I currently have 3 Jack Russells and a team of husky crosses. These run with a scooter or racing rig. A grammar school education from 11-16 (I much preferred spending my time with horses and dogs and skived school to do so on a all-to regular basis). Did not do so well with examinations and went to a college for secretarial qualifications. Loved the college and went on to complete A levels. I graduated from Manchester University with a B.SC (Hons) degree in Psychology with subsidiary subjects of Physiology (Manchester Medical School) and Social Anthropology. My study of psychology included the understanding and application of Cognitive Behaviour Therapy (CBT) and Neuro-Linguistic Programming (NLP).
At the age of 22, I set up and operated Tattondale Stables and Tattondale Carriages. I ran this business for 22 years, which included a livery yard, Stud, bringing on young horses, rehabilitation and ‘problem horses,’ carriage driving (horse-drawn carriage trips, promotional work and weddings), being open for visitors with talks and demonstrations, agricultural work and riding stable. Throughout this progression I worked regularly using horses as therapy for people, including work with Riding for the Disabled and local colleges and schools. My interest in complementary therapies was sparked by a particularly spirited Lusitano X Arab bay mare called Lucy. I could not seem to get to the root of her very unpredictable and perhaps dangerous behaviour by the more traditional approach. This was the start of a long and inspiring journey, which is still unfolding.

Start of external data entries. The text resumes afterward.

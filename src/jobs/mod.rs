//! Periodic batch jobs

mod archive;
mod archive_store;

pub use archive::{ArchiveJobSettings, ArchiveMeteredEventsJob, ArchiveRunSummary};
pub use archive_store::{FileArchiveStore, MeteringArchiveStore};
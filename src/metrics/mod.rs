//! Prometheus metrics for the service broker operators
//!
//! Operators, pollers and the archive job record into the default registry;
//! `serve` exposes it together with health endpoints.

mod prometheus;

pub use prometheus::*;
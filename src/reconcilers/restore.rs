//! Default restore operator

use async_trait::async_trait;
use tracing::info;

use super::required_str;
use crate::controllers::{Context, Operator};
use crate::crd::{Resource, ResourceKind, ResourceState};
use crate::error::Result;

const VALID_STATES: [ResourceState; 3] = [
    ResourceState::InQueue,
    ResourceState::Abort,
    ResourceState::Delete,
];

pub struct DefaultRestoreOperator {
    ctx: Context,
}

impl DefaultRestoreOperator {
    pub fn new(ctx: Context) -> Self {
        Self { ctx }
    }

    async fn process_restore(&self, resource: &Resource) -> Result<()> {
        let options = resource.options_value()?;
        info!(name = %resource.name(), "Triggering restore");
        let plan = self.ctx.catalog.get_plan(required_str(&options, "plan_id")?)?;
        let service = self.ctx.services.restore_service(&plan).await?;
        service.start_restore(&options).await?;
        Ok(())
    }

    /// Abort uses the request's own options; restores are not looked up by guid
    async fn process_abort(&self, resource: &Resource) -> Result<()> {
        let options = resource.options_value()?;
        info!(name = %resource.name(), "Triggering abort restore");
        let plan = self.ctx.catalog.get_plan(required_str(&options, "plan_id")?)?;
        let service = self.ctx.services.restore_service(&plan).await?;
        service.abort_last_restore(&options).await?;
        Ok(())
    }
}

#[async_trait]
impl Operator for DefaultRestoreOperator {
    fn name(&self) -> &'static str {
        "DefaultRestoreOperator"
    }

    fn kind(&self) -> ResourceKind {
        ResourceKind::DEFAULT_RESTORE
    }

    fn valid_states(&self) -> &[ResourceState] {
        &VALID_STATES
    }

    async fn process_request(&self, resource: &Resource) -> Result<()> {
        match resource.state() {
            Some(ResourceState::InQueue) => self.process_restore(resource).await,
            Some(ResourceState::Abort) => self.process_abort(resource).await,
            Some(ResourceState::Delete) => {
                info!(name = %resource.name(), "Restore has no delete action, ignoring");
                Ok(())
            }
            _ => Ok(()),
        }
    }
}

I gained my PGCE, in addition to motivational interviewing techniques qualification together with a counselling skills diploma. I have taught BTEC courses at Level 2 and level 3 in both Animal Care & Management and Horse Care & Management. Over the past 4 years whilst teaching in the academic setting of college and school, I have been developing my complementary therapy practice. I also enjoy guiding horse and rider combinations around the spectacular Cumbrian trails.

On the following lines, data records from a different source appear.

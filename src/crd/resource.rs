//! Resource model shared by every operator and poller
//!
//! All broker resources have the same shape: a JSON-encoded request payload in
//! `spec.options` and a lifecycle `status`. The kind only decides which group
//! and CRD the object lives in.

use std::fmt;

use k8s_openapi::apimachinery::pkg::apis::meta::v1::ObjectMeta;
use kube::core::{ApiResource, DynamicObject};
use schemars::gen::SchemaGenerator;
use schemars::schema::{Schema, SchemaObject};
use schemars::JsonSchema;
use serde::de::DeserializeOwned;
use serde::{Deserialize, Serialize};
use serde_json::Value;

use super::ResourceState;
use crate::error::{Error, ErrorJson, Result};

/// API version shared by every broker resource
pub const API_VERSION: &str = "v1alpha1";

/// Label carrying the service instance guid of a resource
pub const INSTANCE_GUID_LABEL: &str = "instance_guid";

/// Logical resource group
#[derive(Clone, Copy, Debug, PartialEq, Eq, Hash, PartialOrd, Ord)]
pub enum ResourceGroup {
    Backup,
    Restore,
    Bind,
    Deployment,
    Instance,
}

impl ResourceGroup {
    /// Kubernetes API group
    pub fn api_group(&self) -> &'static str {
        match self {
            ResourceGroup::Backup => "backup.servicefabrik.io",
            ResourceGroup::Restore => "restore.servicefabrik.io",
            ResourceGroup::Bind => "bind.servicefabrik.io",
            ResourceGroup::Deployment => "deployment.servicefabrik.io",
            ResourceGroup::Instance => "instance.servicefabrik.io",
        }
    }
}

impl fmt::Display for ResourceGroup {
    fn fmt(&self, f: &mut fmt::Formatter<'_>) -> fmt::Result {
        f.write_str(self.api_group())
    }
}

/// Resource kind within a group
#[derive(Clone, Copy, Debug, PartialEq, Eq, Hash, PartialOrd, Ord)]
pub enum ResourceType {
    DefaultBackup,
    DefaultRestore,
    DefaultBoshRestore,
    VirtualHostBind,
    Director,
    SfEvent,
}

impl ResourceType {
    /// Kubernetes kind
    pub fn kind(&self) -> &'static str {
        match self {
            ResourceType::DefaultBackup => "DefaultBackup",
            ResourceType::DefaultRestore => "DefaultRestore",
            ResourceType::DefaultBoshRestore => "DefaultBoshRestore",
            ResourceType::VirtualHostBind => "VirtualHostBind",
            ResourceType::Director => "Director",
            ResourceType::SfEvent => "Sfevent",
        }
    }

    /// Lowercase singular name
    pub fn singular(&self) -> String {
        self.kind().to_lowercase()
    }

    /// Lowercase plural name used in API paths
    pub fn plural(&self) -> String {
        format!("{}s", self.singular())
    }
}

impl fmt::Display for ResourceType {
    fn fmt(&self, f: &mut fmt::Formatter<'_>) -> fmt::Result {
        f.write_str(self.kind())
    }
}

/// A (group, type) pair identifying one CRD
#[derive(Clone, Copy, Debug, PartialEq, Eq, Hash, PartialOrd, Ord)]
pub struct ResourceKind {
    pub group: ResourceGroup,
    pub resource_type: ResourceType,
}

impl ResourceKind {
    pub const DEFAULT_BACKUP: ResourceKind =
        ResourceKind::new(ResourceGroup::Backup, ResourceType::DefaultBackup);
    pub const DEFAULT_RESTORE: ResourceKind =
        ResourceKind::new(ResourceGroup::Restore, ResourceType::DefaultRestore);
    pub const DEFAULT_BOSH_RESTORE: ResourceKind =
        ResourceKind::new(ResourceGroup::Restore, ResourceType::DefaultBoshRestore);
    pub const VIRTUALHOST_BIND: ResourceKind =
        ResourceKind::new(ResourceGroup::Bind, ResourceType::VirtualHostBind);
    pub const DIRECTOR: ResourceKind =
        ResourceKind::new(ResourceGroup::Deployment, ResourceType::Director);
    pub const SFEVENT: ResourceKind =
        ResourceKind::new(ResourceGroup::Instance, ResourceType::SfEvent);

    pub const fn new(group: ResourceGroup, resource_type: ResourceType) -> Self {
        Self {
            group,
            resource_type,
        }
    }

    /// Fully qualified CRD name (`<plural>.<group>`)
    pub fn crd_name(&self) -> String {
        format!("{}.{}", self.resource_type.plural(), self.group.api_group())
    }

    /// Dynamic API descriptor for the Kubernetes client
    pub fn api_resource(&self) -> ApiResource {
        let group = self.group.api_group();
        ApiResource {
            group: group.to_string(),
            version: API_VERSION.to_string(),
            api_version: format!("{}/{}", group, API_VERSION),
            kind: self.resource_type.kind().to_string(),
            plural: self.resource_type.plural(),
        }
    }
}

impl fmt::Display for ResourceKind {
    fn fmt(&self, f: &mut fmt::Formatter<'_>) -> fmt::Result {
        write!(f, "{}/{}", self.group, self.resource_type)
    }
}

/// Resource spec: the serialized request payload
#[derive(Clone, Debug, Default, PartialEq, Deserialize, Serialize, JsonSchema)]
pub struct ResourceSpec {
    /// JSON-encoded request options (plan id, instance id, operation parameters)
    #[serde(default, skip_serializing_if = "Option::is_none")]
    pub options: Option<String>,
}

/// Resource lifecycle status
#[derive(Clone, Debug, Default, PartialEq, Deserialize, Serialize, JsonSchema)]
#[serde(rename_all = "camelCase")]
pub struct ResourceStatus {
    /// Current lifecycle state
    #[serde(default, skip_serializing_if = "Option::is_none")]
    pub state: Option<String>,

    /// Accumulated result/progress payload
    #[serde(default, skip_serializing_if = "Option::is_none")]
    #[schemars(schema_with = "any_value")]
    pub response: Option<Value>,

    /// Structured error when failed
    #[serde(default, skip_serializing_if = "Option::is_none")]
    pub error: Option<ErrorJson>,

    /// Last operation summary
    #[serde(default, skip_serializing_if = "Option::is_none")]
    #[schemars(schema_with = "any_value")]
    pub last_operation: Option<Value>,
}

fn any_value(_: &mut SchemaGenerator) -> Schema {
    let mut schema = SchemaObject::default();
    schema
        .extensions
        .insert("x-kubernetes-preserve-unknown-fields".to_string(), Value::Bool(true));
    Schema::Object(schema)
}

/// A broker custom resource as stored in the resource store
#[derive(Clone, Debug, Default, PartialEq, Deserialize, Serialize)]
pub struct Resource {
    #[serde(default)]
    pub metadata: ObjectMeta,

    #[serde(default)]
    pub spec: ResourceSpec,

    #[serde(default)]
    pub status: ResourceStatus,
}

impl Resource {
    /// Build a new resource with the given id, options and state
    pub fn new(name: impl Into<String>, options: &Value, state: ResourceState) -> Self {
        Resource {
            metadata: ObjectMeta {
                name: Some(name.into()),
                ..Default::default()
            },
            spec: ResourceSpec {
                options: Some(options.to_string()),
            },
            status: ResourceStatus {
                state: Some(state.to_string()),
                ..Default::default()
            },
        }
    }

    /// Attach a label
    pub fn with_label(mut self, key: &str, value: &str) -> Self {
        self.metadata
            .labels
            .get_or_insert_with(Default::default)
            .insert(key.to_string(), value.to_string());
        self
    }

    /// Resource id (`metadata.name`)
    pub fn name(&self) -> &str {
        self.metadata.name.as_deref().unwrap_or_default()
    }

    /// Optimistic concurrency token
    pub fn resource_version(&self) -> Option<&str> {
        self.metadata.resource_version.as_deref()
    }

    /// Label value
    pub fn label(&self, key: &str) -> Option<&str> {
        self.metadata
            .labels
            .as_ref()
            .and_then(|labels| labels.get(key))
            .map(String::as_str)
    }

    /// Raw `status.state`
    pub fn raw_state(&self) -> Option<&str> {
        self.status.state.as_deref()
    }

    /// Typed `status.state`; `None` when absent or not a known state
    pub fn state(&self) -> Option<ResourceState> {
        self.raw_state().and_then(|s| s.parse().ok())
    }

    /// Whether the current state is one of `states`
    pub fn state_in(&self, states: &[ResourceState]) -> bool {
        self.state().map(|s| states.contains(&s)).unwrap_or(false)
    }

    /// Parsed `spec.options` as untyped JSON
    pub fn options_value(&self) -> Result<Value> {
        let raw = self.spec.options.as_deref().ok_or_else(|| {
            Error::validation(format!("Resource {} has no options", self.name()))
        })?;
        Ok(serde_json::from_str(raw)?)
    }

    /// Parsed `spec.options` as a typed payload
    pub fn options<T: DeserializeOwned>(&self) -> Result<T> {
        Ok(serde_json::from_value(self.options_value()?)?)
    }

    /// Convert from the dynamic Kubernetes representation
    pub fn from_dynamic(obj: DynamicObject) -> Result<Self> {
        let value = serde_json::to_value(obj)?;
        Ok(serde_json::from_value(value)?)
    }

    /// Convert into the dynamic Kubernetes representation for `kind`
    pub fn to_dynamic(&self, kind: &ResourceKind) -> Result<DynamicObject> {
        let mut obj = DynamicObject::new(self.name(), &kind.api_resource());
        obj.metadata = self.metadata.clone();
        obj.data = serde_json::json!({
            "spec": serde_json::to_value(&self.spec)?,
            "status": serde_json::to_value(&self.status)?,
        });
        Ok(obj)
    }
}

/// Kind of a watch notification
#[derive(Clone, Copy, Debug, PartialEq, Eq)]
pub enum WatchEventType {
    Added,
    Modified,
    Deleted,
}

impl fmt::Display for WatchEventType {
    fn fmt(&self, f: &mut fmt::Formatter<'_>) -> fmt::Result {
        match self {
            WatchEventType::Added => write!(f, "ADDED"),
            WatchEventType::Modified => write!(f, "MODIFIED"),
            WatchEventType::Deleted => write!(f, "DELETED"),
        }
    }
}

/// A single change delivered by a watch subscription
#[derive(Clone, Debug)]
pub struct WatchEvent {
    pub event_type: WatchEventType,
    pub object: Resource,
}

My equestrian highs have included a grade B show jumping horse; completion of one-day events, a Grand Prix dressage horse; being a team member for north west endurance for the 50 mile class; producing several advanced level endurance horses and completion of 100 mile in a day over some very challenging terrain in West Cumbria. This last was on a home-produced horse an Arab X Lusitano grey gelding, Rapport. In 2010 the completion of 100 miles in a day took 14 hours riding time + 2 hours divided over 4 breaks, over the most challenging terrain of the western fells. My other horse is an Arab gelding, Tobie. Tobie came to me at Tatton, as a problem horse. Before very long, he became a ‘do anything, go any where (with anyone), school-master.’ He is now 23 years old and still going strong.